Topics

OCR Solution


Vlad Dragomir
 

Dear all,

I need to find a way to transform image pdf files into text. These are mostly books that have been scanned a while ago, but I haven't had the time and patience to find a solution. Now I really need to do something about this, for professional reasons.

I found this Windows 10 app called KNFB Reader, which seems to do exactly that. However, since this is a rather expensive app, I'd like to ask those who have already used it a few things if I may:
1. How does this app deal with multi-lingual documents? Is it possible to choose two or more recognission languages for the same book? Most of my books are manuals. I am a language teacher and it is very important that both languages used in a book be accurately detected.
2. Is formatting being retained, at least in part?
3. Are there any alternatives to this application? It seems to be the only accessible solution, but I might be wrong.

I would be very grateful if anyone could help me with this.

Most sincerely,

Vlad


 

Hi,




Am 27.05.2018 um 18:44 schrieb Vlad Dragomir:
Dear all,

I need to find a way to transform image pdf files into text. These are mostly books that have been scanned a while ago, but I haven't had the time and patience to find a solution. Now I really need to do something about this, for professional reasons.
try robobraille.org thiis is a Danish Service for converting Documents to mp3, braille and text. I don't know if you need to recognize letters from Russia or so, this is also possible with this browser app. This app uses tesseract as engine for recognizing the Text out of the document.

I found this Windows 10 app called KNFB Reader, which seems to do exactly that. However, since this is a rather expensive app, I'd like to ask those who have already used it a few things if I may:
1. How does this app deal with multi-lingual documents? Is it possible to choose two or more recognission languages for the same book? Most of my books are manuals. I am a language teacher and it is very important that both languages used in a book be accurately detected.
2. Is formatting being retained, at least in part?
3. Are there any alternatives to this application? It seems to be the only accessible solution, but I might be wrong.

I would be very grateful if anyone could help me with this.

Most sincerely,

Vlad
Greetings, Wolfram


Vlad Dragomir
 

Many thanks, I do appreciate your answer. Unfortunately, this won't work in my case, since the site only accepts files that do not exceed 64 MB. But I do want to thank you for taking the time to get back to me.

Cheers,

Vlad.


Christo de Klerk
 

Hello Vlad

I bought the KNFB Reader app, but I am rather disappointed with it. It does not at all retain any semblance of formatting. It throws all the text into one ginormous paragraph. I don't think this is what you want.
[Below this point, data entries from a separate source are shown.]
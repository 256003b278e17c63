//! notify.rs
//!
//! Клиент внешнего диспетчера уведомлений. Уведомление — побочный эффект
//! после коммита: отправляется в фоне через `tokio::spawn`, ошибки пишутся
//! в лог и никогда не влияют на результат самой операции бронирования.
//!
//! Сетевые вызовы защищены "автоматическим выключателем": после серии
//! сбоев запросы к диспетчеру на время прекращаются, чтобы не тратить
//! время обработчиков на заведомо мёртвый сервис.

use serde_json::json;
use std::sync::Mutex;
use std::time::{Duration, Instant};
use tracing::{info, warn};
use uuid::Uuid;

use crate::config::NotifierConfig;

#[derive(Debug, Clone, Copy, PartialEq, Eq)]
pub enum BreakerState {
    /// Нормальный режим, запросы разрешены.
    Closed,
    /// Диспетчер считается недоступным, запросы блокируются до конца паузы.
    Open,
    /// Пауза истекла, разрешён один пробный запрос.
    HalfOpen,
}

struct BreakerInner {
    state: BreakerState,
    failures: u32,
    opened_at: Option<Instant>,
}

pub struct CircuitBreaker {
    inner: Mutex<BreakerInner>,
    failure_threshold: u32,
    cooldown: Duration,
}

impl CircuitBreaker {
    pub fn new(failure_threshold: u32, cooldown: Duration) -> Self {
        Self {
            inner: Mutex::new(BreakerInner {
                state: BreakerState::Closed,
                failures: 0,
                opened_at: None,
            }),
            failure_threshold,
            cooldown,
        }
    }

    pub fn can_execute(&self) -> bool {
        let mut inner = self.inner.lock().unwrap();
        match inner.state {
            BreakerState::Closed | BreakerState::HalfOpen => true,
            BreakerState::Open => {
                let elapsed = inner.opened_at.map(|t| t.elapsed()).unwrap_or_default();
                if elapsed >= self.cooldown {
                    inner.state = BreakerState::HalfOpen;
                    info!("notifier circuit breaker transitioning to HalfOpen");
                    true
                } else {
                    false
                }
            }
        }
    }

    pub fn record_success(&self) {
        let mut inner = self.inner.lock().unwrap();
        if inner.state == BreakerState::HalfOpen {
            info!("notifier circuit breaker recovered, closing");
        }
        inner.state = BreakerState::Closed;
        inner.failures = 0;
        inner.opened_at = None;
    }

    pub fn record_failure(&self) {
        let mut inner = self.inner.lock().unwrap();
        match inner.state {
            BreakerState::Closed => {
                inner.failures += 1;
                if inner.failures >= self.failure_threshold {
                    inner.state = BreakerState::Open;
                    inner.opened_at = Some(Instant::now());
                    warn!(
                        failures = inner.failures,
                        "notifier circuit breaker OPENED"
                    );
                }
            }
            BreakerState::HalfOpen => {
                // Пробный запрос провалился, возвращаемся в паузу
                inner.state = BreakerState::Open;
                inner.opened_at = Some(Instant::now());
            }
            BreakerState::Open => {}
        }
    }

    pub fn state(&self) -> BreakerState {
        self.inner.lock().unwrap().state
    }
}

pub struct Notifier {
    http: reqwest::Client,
    base_url: String,
    breaker: CircuitBreaker,
}

impl Notifier {
    pub fn from_config(config: &NotifierConfig) -> Self {
        let http = reqwest::Client::builder()
            .timeout(Duration::from_secs(config.timeout_seconds))
            .build()
            .expect("failed to build notifier http client");

        Self {
            http,
            base_url: config.base_url.trim_end_matches('/').to_string(),
            breaker: CircuitBreaker::new(
                config.failure_threshold,
                Duration::from_secs(config.cooldown_seconds),
            ),
        }
    }

    pub fn breaker_state(&self) -> BreakerState {
        self.breaker.state()
    }

    /// Подтверждение брони. Вызывается после коммита транзакции леджера.
    pub async fn send_booking_confirmation(&self, booking_id: i64, message: &str) {
        let body = json!({
            "request_id": Uuid::new_v4(),
            "booking_id": booking_id,
            "message": message,
        });
        self.post("/notifications/bookings", body).await;
    }

    /// Рассылка об изменении события всем забронировавшим.
    pub async fn send_event_update(&self, event_id: i64, message: &str) {
        let body = json!({
            "request_id": Uuid::new_v4(),
            "event_id": event_id,
            "message": message,
        });
        self.post("/notifications/events", body).await;
    }

    async fn post(&self, path: &str, body: serde_json::Value) {
        if !self.breaker.can_execute() {
            warn!(path, "notification skipped: circuit breaker is open");
            return;
        }

        match self.try_post(path, &body).await {
            Ok(()) => self.breaker.record_success(),
            Err(e) => {
                self.breaker.record_failure();
                // Best-effort: бронь уже закоммичена, наружу ошибку не отдаём
                warn!(path, error = %e, "notification dispatch failed");
            }
        }
    }

    async fn try_post(&self, path: &str, body: &serde_json::Value) -> anyhow::Result<()> {
        let url = format!("{}{}", self.base_url, path);
        let response = self.http.post(&url).json(body).send().await?;
        response.error_for_status()?;
        Ok(())
    }
}

#[cfg(test)]
mod tests {
    use super::*;

    #[test]
    fn breaker_opens_after_threshold_failures() {
        let breaker = CircuitBreaker::new(3, Duration::from_secs(60));

        breaker.record_failure();
        breaker.record_failure();
        assert_eq!(breaker.state(), BreakerState::Closed);
        assert!(breaker.can_execute());

        breaker.record_failure();
        assert_eq!(breaker.state(), BreakerState::Open);
        assert!(!breaker.can_execute());
    }

    #[test]
    fn breaker_half_opens_after_cooldown_and_recovers() {
        let breaker = CircuitBreaker::new(1, Duration::from_secs(0));

        breaker.record_failure();
        assert_eq!(breaker.state(), BreakerState::Open);

        // Нулевая пауза: следующий вызов сразу даёт пробный запрос
        assert!(breaker.can_execute());
        assert_eq!(breaker.state(), BreakerState::HalfOpen);

        breaker.record_success();
        assert_eq!(breaker.state(), BreakerState::Closed);
    }

    #[test]
    fn failed_probe_reopens_breaker() {
        let breaker = CircuitBreaker::new(1, Duration::from_secs(0));

        breaker.record_failure();
        assert!(breaker.can_execute()); // HalfOpen
        breaker.record_failure();
        assert_eq!(breaker.state(), BreakerState::Open);
    }

    #[test]
    fn success_resets_failure_streak() {
        let breaker = CircuitBreaker::new(2, Duration::from_secs(60));

        breaker.record_failure();
        breaker.record_success();
        breaker.record_failure();
        assert_eq!(breaker.state(), BreakerState::Closed);
    }
}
Maybe you can look at the Office Lens app which is free and available for Windows 10 as well as for smart phones. It retains formatting. It supports language switching and if you are using a synthesiser which also supports language switching, different languages will be spoken correctly. The OCR quality is quite good. Even though it is free, it is better in my opinion than KNFB in every respect except for one: KNFB does the OCR on your local machine or mobile device, while Office Lens does it in the cloud. But I don't think this advantage KNFB has justifies the price. Give Office Lens a bash and see if it will work for you. It really is the best option that I am aware of.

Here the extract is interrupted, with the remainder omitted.